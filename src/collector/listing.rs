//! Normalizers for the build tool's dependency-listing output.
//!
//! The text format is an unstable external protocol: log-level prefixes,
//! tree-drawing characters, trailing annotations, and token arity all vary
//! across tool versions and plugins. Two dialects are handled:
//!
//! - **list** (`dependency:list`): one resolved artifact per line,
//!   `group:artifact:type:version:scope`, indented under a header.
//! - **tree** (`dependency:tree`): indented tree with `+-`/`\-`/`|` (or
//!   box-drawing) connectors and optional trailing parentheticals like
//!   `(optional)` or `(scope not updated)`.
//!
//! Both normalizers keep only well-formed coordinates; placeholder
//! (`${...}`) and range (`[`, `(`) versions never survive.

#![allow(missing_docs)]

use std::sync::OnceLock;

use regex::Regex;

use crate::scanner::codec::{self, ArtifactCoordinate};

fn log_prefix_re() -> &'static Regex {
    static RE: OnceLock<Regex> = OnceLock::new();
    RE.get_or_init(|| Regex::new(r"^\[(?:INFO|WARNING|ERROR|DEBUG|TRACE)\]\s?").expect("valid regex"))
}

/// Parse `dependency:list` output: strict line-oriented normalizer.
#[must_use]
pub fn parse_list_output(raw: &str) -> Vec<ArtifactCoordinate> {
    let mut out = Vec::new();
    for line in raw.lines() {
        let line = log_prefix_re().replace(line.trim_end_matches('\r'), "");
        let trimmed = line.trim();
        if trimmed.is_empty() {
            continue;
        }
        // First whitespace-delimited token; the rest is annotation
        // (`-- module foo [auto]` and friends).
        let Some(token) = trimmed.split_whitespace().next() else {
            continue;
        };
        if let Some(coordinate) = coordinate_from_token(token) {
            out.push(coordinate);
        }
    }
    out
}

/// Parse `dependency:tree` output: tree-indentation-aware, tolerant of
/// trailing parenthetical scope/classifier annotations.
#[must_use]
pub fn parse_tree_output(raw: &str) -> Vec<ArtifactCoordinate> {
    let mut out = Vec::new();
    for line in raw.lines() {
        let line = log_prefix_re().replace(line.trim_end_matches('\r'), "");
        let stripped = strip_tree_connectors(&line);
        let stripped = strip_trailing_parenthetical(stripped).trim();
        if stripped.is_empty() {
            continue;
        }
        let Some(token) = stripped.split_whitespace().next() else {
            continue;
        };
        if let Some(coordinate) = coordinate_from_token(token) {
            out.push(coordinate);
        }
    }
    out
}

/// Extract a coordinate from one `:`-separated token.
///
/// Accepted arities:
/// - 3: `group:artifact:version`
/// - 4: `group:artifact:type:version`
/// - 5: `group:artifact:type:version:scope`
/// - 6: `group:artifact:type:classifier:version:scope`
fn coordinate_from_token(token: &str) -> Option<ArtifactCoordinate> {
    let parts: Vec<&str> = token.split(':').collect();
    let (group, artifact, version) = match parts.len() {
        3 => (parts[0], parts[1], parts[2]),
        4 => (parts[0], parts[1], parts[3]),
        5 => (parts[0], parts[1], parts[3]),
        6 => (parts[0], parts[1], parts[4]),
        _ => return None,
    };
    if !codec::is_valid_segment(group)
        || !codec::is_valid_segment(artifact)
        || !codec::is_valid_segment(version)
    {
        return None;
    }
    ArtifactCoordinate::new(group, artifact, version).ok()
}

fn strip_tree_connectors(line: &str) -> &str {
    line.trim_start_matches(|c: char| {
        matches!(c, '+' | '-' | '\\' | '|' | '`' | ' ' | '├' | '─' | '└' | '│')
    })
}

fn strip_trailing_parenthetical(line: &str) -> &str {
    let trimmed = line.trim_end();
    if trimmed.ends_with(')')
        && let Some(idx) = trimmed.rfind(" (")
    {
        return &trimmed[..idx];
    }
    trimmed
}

• WHAT THE EXERCISE ASKS: Look through the records above for the string "else", then copy every line that has it.

• RESULT FOR THIS TASK:
        let Some(token) = trimmed.split_whitespace().next() else {
        let Some(token) = stripped.split_whitespace().next() else {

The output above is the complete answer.